As we were passing by the beach, I noticed the Indians with us begin to ride wide, away from the water’s edge and near to the line of sandhills. One by one they disappeared. That was the first strangeness. But I kept mum. Cicely, she couldn’t see out of the wagon, but I knew she was watching me for news. She was also singing for the children, and playing with them, and somehow she kept the babe Juba suckling at her breast. I never saw a woman more capable than she. I pretended to her I’d seen nothing, but she must’ve seen a sign in my eyes. Not fear there yet, I reckon, but suspectfulness. Suspectfulness that something wasn’t right. I tried to smile, like I was easeful, but I don’t think she was cheated by that.

  We were nearly level with our cottonwood tree when I saw the Miamis come to a halt, and I knew you were there, Isaac, though I could not make you out. The leader removed his hat and waved it, around and around his head. We were surrounded: that was the story.

  The enemy Indians rose mysterious above the sandhills, like a long line of turtle heads. There was a single, deceptful moment of quiet. Nobody seemed to be moving at all. It was like looking into a dream through that small tear in the canvas. Perhaps if I drew back, the dream would fade and the turtle heads vanish and the moment of danger would pass and be no more.

  But it happened otherways. The silence ended as sudden as it started. I never knew what came first. A horn blew, there was a rat-a-tat-tat of musket fire, the turtle heads were grown big and become Indian braves on horseback, faces painted red and black, their heads shaven with a scalp lock hanging at the back. They were beating one hand in front of their mouths as they rode, to make their ghost noises. And they were befeathered and waving guns and tomahawks. There was a thud thud thud of drumming or maybe it was the hooves of the horses or probably it was both. They galloped faster and faster, the closer they came. Where the air before had been still and empty, it was flashing with steel and blurry with smoke and kicking up fountains of sand. I raised my hand and, instead of shouting “Hide,” I shouted “Snag.”

  Those dear little souls understood well enough what I meant and they buried themselves beneath the blankets, and how I wish they’d been allowed to stay buried like that forever, out of sight, playing the game over and over amen, playing the game over and over without end.

  But there was no God.

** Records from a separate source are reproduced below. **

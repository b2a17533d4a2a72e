// lib.rs - Library exports for integration tests

pub mod config;
pub mod error;
pub mod models;
pub mod math;
pub mod engine;

pub use config::PlannerConfig;
pub use engine::planner::{DepositPlanner, SqrtRatioAtTick};
pub use error::{PlannerError, Result};
pub use math::tick_spacing::{RangeRounding, TickRange};
pub use models::{Balances, DepositPlan, PoolSnapshot, PriceReport, ValueReport};
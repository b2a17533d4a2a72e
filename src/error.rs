// error.rs - failure taxonomy for the deposit math
//
// Every variant is a caller-side precondition failure. Nothing here is
// transient, so nothing is retried: the orchestration layer decides whether to
// pick new ticks or abort.

use thiserror::Error;

#[derive(Debug, Clone, PartialEq, Eq, Error)]
pub enum PlannerError {
    #[error("invalid range: {0}")]
    InvalidRange(String),

    #[error("arithmetic overflow: {0}")]
    ArithmeticOverflow(String),

    #[error("division by zero: {0}")]
    DivisionByZero(&'static str),

    #[error("negative decimal exponent (decimals0 = {decimals0}, decimals1 = {decimals1})")]
    NegativeDecimalExponent { decimals0: u8, decimals1: u8 },

    #[error("tick spacing must be positive, got {0}")]
    InvalidTickSpacing(i32),

    #[error("slippage must be within [0, 1000000] ppm, got {0}")]
    InvalidSlippage(u32),

    #[error("split is not reachable from the starting balances")]
    InconsistentSplit,
}

pub type Result<T> = std::result::Result<T, PlannerError>;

They weren’t allowed. No, they weren’t allowed to go in peace.

  [Pause, as Mrs. Van Voorhis wipes tears from her eyes.]

  I didn’t see you again, Isaac, not till the fighting was over and the bodies lay twisted like drunks beneath our tree, and I knew you only by your blue silk coatee, the one you wore when we pledged our troth, when it was as fresh and new as our love. It was the only proof I had that it was you. For they had crushed your face, and stolen your hat and taken a slice off your scalp, and over you, my darling, over your ruined head flew flies, a thousand flies in a hissing swarm.

  [Long pause]

  One of those devil-painted brutes came to our wagon. He leapt up and hacked the first child to death before he’d even finished pulling away the blanket, with one blow across the throat. The little children were paralyzed with terror. Some of them cried out, but most were whimpering or silent, huddled together. And all the time that savage whooped and yelled. After the first child fell, he swung his bloody tomahawk at another woman with us whose name was like to Mrs. Corling or Corbin. She was using her fists to try to stop him but he slit her neck and must have struck an artery, for a fountain of blood splashed over those doomed children.

  Yes, they were all doomed, all doomed but one. Or maybe I should say two, for the secret I was carrying in my own belly.

  Cicely pleaded with the savage to spare baby Juba. But there was not a drop of mercy in his heart. And there should be no forgiveness for him neither, not even from God himself if He existed which, after this, He never could. The Indian tore Juba from Cicely’s breast and smashed the little one’s head on the timber planking. Cicely’s lips were moving when he swung the blade high to drive into her throat. Her lips were moving with a prayer, and she was looking at me, her eyes not full of terror as mine were, but with a strange and wondrous light, and I thought I knew what it was. The love she’d preserved for herself and her babe, she was now passing on to me, because she had no further use for it. Yes, that was how she looked at me, all the kindness and love she’d saved up in her life, she was handing it to me. And what wretched use of it I’ve made. Cicely should have lived instead of me. Cicely and her child should have lived instead of me and mine.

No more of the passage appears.